Public Citizen has published a new report detailing how Uber Technologies, the company behind the popular ride-sharing app Uber, advocates for regulatory policies that allow it to operate in cities alongside traditional taxi companies. When faced with regulations that threaten Uber, the company organizes petition drives, pays for television advertising, and employs lobbyists to make its case directly to city officials. In other words, like every other business, Uber seeks to persuade public officials and the public that its service is valuable and that the law should accommodate it.
Public Citizen has a darker take on the matter, however. Its report, “Disrupting Democracy: How Uber Deploys Corporate Power to Overwhelm and Undermine Local Government,” portrays these standard advocacy practices as nefarious machinations of corporate power. Making this all the more bizarre is that Public Citizen does basically everything Uber does in terms of political engagement.
“This giant and powerful corporation portrays itself as the scrappy rival to entrenched interests, but it is in fact able to deploy far greater political power than its public interest and commercial rivals,” writes Rick Claypool, author of the report and Research Director for Public Citizen’s President’s office. Anyone who has watched Public Citizen and its scores of well-funded allies push for more stringent donor disclosure laws in recent years – with few groups organized against them – can get a chuckle out of that statement.
Claypool criticizes Uber for gathering signatures from its customers as a show of support for the company, arguing that these petitions to “Save Uber” are merely an attempt to “legitimize” the company’s use of “high-powered lobbyists.” I guess it takes one to know one: Public Citizen circulates as many petitions as anyone to show public support for the bills and regulations their paid lobbyist (gasp!) works on. Go to www.citizen.org, click on the “Get Involved” tab, and you’ll see no fewer than 22 calls for petition signatures (as of right now, at least). Here’s a sampling:
- “Sign the petition to demand that the Big Banks stop providing incentives for Wall Street insiders to flow into the government agencies that regulate them.”
- “Sign the petition to establish a FERC Office of Consumer Advocate and Public Participation.”
- “Write your member of Congress now to oppose the TPP.”
- “Tell your members of Congress to support the Financial Services Conflict of Interest Act.”
- “Tell Congress to pass the 21st Century Glass-Steagall Act.”
- “Sign our petition for a single-payer system that makes expanded and improved Medicare available to everyone.”
- “Sign the petition asking for a Gulf of Mexico Regional Citizens’ Advisory Council.”

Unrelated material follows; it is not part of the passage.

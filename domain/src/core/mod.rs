//! Core domain primitives shared by every module

pub mod error;
pub mod string;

- “Urge President Obama to use the veto power whenever a bad bill lands on his desk.”
- “Sign the petition calling for a constitutional amendment to overturn Citizens United.”
I could keep going, but you get the point. Just like Uber, Public Citizen urges members of the public to show support for its advocacy efforts by signing petitions. Also like Uber, Public Citizen employs a lobbyist to work directly with public officials at the same time. If Uber is “disrupting” democracy, so is Public Citizen and pretty much every group that advocates for policy change.
More important than calling out Public Citizen’s hypocrisy, though, is calling out the shallow, powerless view of democracy that underlies its report. In condemning efforts to persuade voters, harness public opinion, and win over policymakers, Public Citizen leaves virtually no room for anyone to attempt to influence policy outside of casting a vote on Election Day. Yet, democracy is not about citizens emerging from the darkness once every few years to vote for a representative and then receding back into ignorance and neglect. Democracy is a constant process of citizens urging the government to act (or not act) and urging fellow citizens to adopt our views. Campaign and issue advertising, petition drives, and even lobbying are not threats to democracy. They are manifestations of democracy.
Public Citizen looks at Uber’s practices and sees democracy undermined. We at CCP see democracy in action. That Uber pursues policy change by seeking to persuade the public is a sign that citizens, not corporations, have the real power.